Q: An estimated 300,000 people have been exposed to AIDS, which can be transmitted through saliva. Will the President, as Commander-in-Chief, take steps to protect Armed Forces food and medical services from AIDS patients or those who run the risk of spreading AIDS in the same manner that they forbid typhoid fever people from being involved in the health or food services?
MR. SPEAKES: I don’t know.
Q: Could you—Is the President concerned about this subject, Larry—
MR. SPEAKES: I haven’t heard him express—
Q: —that seems to have evoked so much jocular—
Q: —reaction here? I—you know—
Q: It isn’t only the jocks, Lester.
Q: Has he sworn off water faucets—
Q: No, but, I mean, is he going to do anything, Larry?
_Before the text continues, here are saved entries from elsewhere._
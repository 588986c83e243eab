//! Placeholder tokens marking where nested module results get inserted.
//!
//! One token is constructed per extraction, built from a v4 UUID so that
//! concurrent extractions in the same build run can never collide. Each
//! stand-in embeds the ordinal index of the import it represents, so
//! substitution pairs every occurrence with its result by index - a unit
//! that duplicates, reorders or drops occurrences in its exported string
//! still substitutes correctly.

use regex::{Captures, Regex};
use uuid::Uuid;

#[derive(Debug, Clone)]
pub struct PlaceholderToken {
    prefix: String,
}

impl PlaceholderToken {
    pub fn new() -> Self {
        Self {
            prefix: format!("__EXTRACT_SANDBOX_{}_", Uuid::new_v4().simple()),
        }
    }

    /// Textual stand-in for the result of the `index`th import, in
    /// encounter order.
    pub fn for_index(&self, index: usize) -> String {
        format!("{}{}__", self.prefix, index)
    }

    /// Replaces every occurrence of this token in `exported` with the
    /// result whose index the occurrence carries. Occurrences carrying an
    /// index with no matching result are left untouched.
    pub fn substitute(&self, exported: &str, results: &[String]) -> String {
        let pattern = Regex::new(&format!(r"{}(\d+)__", regex::escape(&self.prefix)))
            .expect("placeholder pattern is valid");
        pattern
            .replace_all(exported, |caps: &Captures<'_>| {
                caps[1]
                    .parse::<usize>()
                    .ok()
                    .and_then(|index| results.get(index))
                    .cloned()
                    .unwrap_or_else(|| caps[0].to_string())
            })
            .into_owned()
    }
}

impl Default for PlaceholderToken {
    fn default() -> Self {
        Self::new()
    }
}
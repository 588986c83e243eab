//! Error types for the extraction pipeline.

use thiserror::Error;

/// Terminal failures of one extraction. None are retried and no partial
/// result is ever produced; the underlying message is preserved so host
/// diagnostics stay accurate.
#[derive(Debug, Error)]
pub enum ExtractError {
    /// The generated unit failed to parse or threw while running in the
    /// top-level sandbox.
    #[error("failed to evaluate generated module '{file}': {source}")]
    Evaluation {
        file: String,
        #[source]
        source: anyhow::Error,
    },

    /// The host's module-loading facility failed for one request.
    #[error("failed to load module '{request}': {source}")]
    Load {
        request: String,
        #[source]
        source: anyhow::Error,
    },

    /// A loaded module failed while being reduced to a string.
    #[error("failed to evaluate loaded module '{request}': {source}")]
    Reduction {
        request: String,
        #[source]
        source: anyhow::Error,
    },
}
MR. SPEAKES: Lester, I have not heard him express anything on it. Sorry.
Q: You mean he has no—expressed no opinion about this epidemic?
MR. SPEAKES: No, but I must confess I haven’t asked him about it. (Laughter.)
Q: Would you ask him Larry?
MR. SPEAKES: Have you been checked? (Laughter.)
I suppose that’s Obama’s fault, too. Imagine if the Obama administration made Ebola jokes. The outrage would be deafening.
After the first case of AIDS was discovered in 1981,scientists, researchers and health care professionals expressed the need for funding. The Reagan White House remained silent on the subject.
Ryan White died on April 8th, 1990 at the age of 18. He spent his short life educating the masses on AIDS. Reagan issued a statement about AIDS. Democrats did not blame the former president of spreading the virus in order to bring America to its knees because Kenya, or something.